Demetrius Andrade became a professional boxer and had his first pro fight in October 2008.

He defeated Patrick Cape at Northern Quest Casino, Airway Heights, Washington in a second-round knockout. He went on to win a TKO over Eric Marriott before making his Friday Night Fights debut against Tom Joseph on March 6 with a 1st-round TKO victory. Only 2 weeks later, Demetrius beat Arnulfo Javier Romero in a second-round KO. On June 19, 2009 he won in a unanimous decision against Tony Hirsch and followed up with another KO against Chad Greenleaf in the second round.

Andrade went on to defeat John Williams by TKO in the 6th round, and Chris Chatman by unanimous decision. Andrade's record jumped to an impressive 9–0 record after demolishing Italian boxer Bernardo Guereca, with a 1st-round KO. Demetrius defeated his next ten opponents, including five fights ending by KO and the others ending by unanimous decision.

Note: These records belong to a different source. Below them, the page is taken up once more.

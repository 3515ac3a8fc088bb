//! URI template compilation and matching for resource lookup
//!
//! Resource registrations whose URI contains `{var}` placeholders are
//! templates. This module compiles such templates into anchored regular
//! expressions so a concrete URI can be matched against them and its
//! variable values extracted. Literal URIs (no `{`) compare by string
//! equality and never allocate a regex.

use std::collections::HashMap;

use regex::Regex;

use crate::error::{McpServerError, Result};

/// A compiled URI template.
///
/// Placeholders take the form `{name}` and match one path segment
/// (any run of characters except `/`). Everything outside placeholders is
/// matched literally.
///
/// # Examples
///
/// ```
/// use axon_mcp::uri_template::UriTemplate;
///
/// let t = UriTemplate::new("items/{id}").unwrap();
/// assert!(t.is_templated());
/// assert!(t.matches("items/42"));
/// assert!(!t.matches("other/42"));
///
/// let vars = t.extract_variables("items/42").unwrap();
/// assert_eq!(vars.get("id").map(String::as_str), Some("42"));
/// ```
#[derive(Debug, Clone)]
pub struct UriTemplate {
    template: String,
    variables: Vec<String>,
    /// `None` for literal (non-templated) URIs.
    pattern: Option<Regex>,
}

impl UriTemplate {
    /// Compile a URI template.
    ///
    /// # Errors
    ///
    /// Fails on unbalanced braces, empty or non-identifier variable names,
    /// and duplicate variable names.
    pub fn new(template: &str) -> Result<Self> {
        if !template.contains('{') {
            if template.contains('}') {
                return Err(McpServerError::Validation(format!(
                    "unbalanced '}}' in URI template '{}'",
                    template
                ))
                .into());
            }
            return Ok(Self {
                template: template.to_string(),
                variables: Vec::new(),
                pattern: None,
            });
        }

        let mut variables = Vec::new();
        let mut pattern = String::from("^");
        let mut rest = template;

        while let Some(open) = rest.find('{') {
            let (literal, after_open) = rest.split_at(open);
            pattern.push_str(&regex::escape(literal));

            let after_open = &after_open[1..];
            let close = after_open.find('}').ok_or_else(|| {
                McpServerError::Validation(format!(
                    "unbalanced '{{' in URI template '{}'",
                    template
                ))
            })?;
            let name = &after_open[..close];

            let valid_start = name
                .chars()
                .next()
                .map(|c| c.is_ascii_alphabetic() || c == '_')
                .unwrap_or(false);
            if !valid_start || !name.chars().all(|c| c.is_ascii_alphanumeric() || c == '_') {
                return Err(McpServerError::Validation(format!(
                    "invalid variable name '{{{}}}' in URI template '{}'",
                    name, template
                ))
                .into());
            }
            if variables.iter().any(|v| v == name) {
                return Err(McpServerError::Validation(format!(
                    "duplicate variable '{{{}}}' in URI template '{}'",
                    name, template
                ))
                .into());
            }

            pattern.push_str(&format!("(?P<{}>[^/]+)", name));
            variables.push(name.to_string());
            rest = &after_open[close + 1..];
        }

        if rest.contains('}') {
            return Err(McpServerError::Validation(format!(
                "unbalanced '}}' in URI template '{}'",
                template
            ))
            .into());
        }
        pattern.push_str(&regex::escape(rest));
        pattern.push('$');

        let compiled = Regex::new(&pattern).map_err(|e| {
            McpServerError::Validation(format!(
                "failed to compile URI template '{}': {}",
                template, e
            ))
        })?;

        Ok(Self {
            template: template.to_string(),
            variables,
            pattern: Some(compiled),
        })
    }

    /// The original template string.
    pub fn template(&self) -> &str {
        &self.template
    }

    /// Whether this template contains any `{var}` placeholder.
    pub fn is_templated(&self) -> bool {
        self.pattern.is_some()
    }

    /// Names of the template's variables, in order of appearance.
    pub fn variable_names(&self) -> &[String] {
        &self.variables
    }

    /// Whether `uri` matches this template (exact equality for literals).
    pub fn matches(&self, uri: &str) -> bool {
        match &self.pattern {
            Some(re) => re.is_match(uri),
            None => self.template == uri,
        }
    }

    /// Extract variable values from a matching URI.
    ///
    /// Returns `None` when the URI does not match. A literal template
    /// matching exactly yields an empty map.
    pub fn extract_variables(&self, uri: &str) -> Option<HashMap<String, String>> {
        match &self.pattern {
            Some(re) => {
                let caps = re.captures(uri)?;
                let mut out = HashMap::new();
                for name in &self.variables {
                    if let Some(m) = caps.name(name) {
                        out.insert(name.clone(), m.as_str().to_string());
                    }
                }
                Some(out)
            }
            None => (self.template == uri).then(HashMap::new),
        }
    }
}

====Andrade vs. Martirosyan====
An opportunity arose in the Summer of 2013 when the vacant WBO light middleweight title would be decided by one match between Andrade and Armenian contender Vanes Martirosyan (33–0–1, 21 KOs). Andrade was scheduled to fight titlist Zaurbek Baysangurov on July 6 in Kyiv, Ukraine. Baysangurov was stripped after suffering a back injury and being sidelined for an extended period of time. The fight took place on November 9, 2013, at the American Bank Center in Texas. The fight was originally scheduled to take place on September 7 at the Staples Center in Los Angeles. Andrade defeated Martirosyan via split decision with scores of 114–113, 117–110 and 112–115 to win the vacant WBO title. Andrade was knocked down in the first round from a left hook by Martirosyan after dominating the entire round. Andrade used his jab and quickness to control the majority of the fight.

====Andrade vs. Rose====
On March 20, 2014 it was confirmed that British boxer and mandatory challenger Brian Rose (25–1–1, 7 KO) would be the first defence of Andrade's world title reign. The fight would take place on June 14 at the Barclays Center in Brooklyn. Andrade dominated Rose, a British native via 7th-round TKO. Andrade was ahead on all scorecards (60–51 & 60–52 twice) at the time of stoppage. Rose was dropped hard by straight left hand from Andrade in the first round. In round 3, Andrade connected with a counter right hook, which put Rose on the canvas a second time. Referee Michael Griffin stepped in to put an end to the one-sided beatdown in round 7. Compubox showed Andrade landed 149 of 452 total punches (33%), while Rose connected on a minor 30 of 179 total punches (17%). The fight advanced Andrade to an outstanding 21–0 with 14 knockouts. Andrade put in a dominant performance to claim his place as a top champion in order to lure a future fight with the division best including Canelo Álvarez and Floyd Mayweather. For the fight, Andrade earned $200,000 compared to Rose, who earned a $100,000 purse. The fight averaged 882,000 viewers on HBO.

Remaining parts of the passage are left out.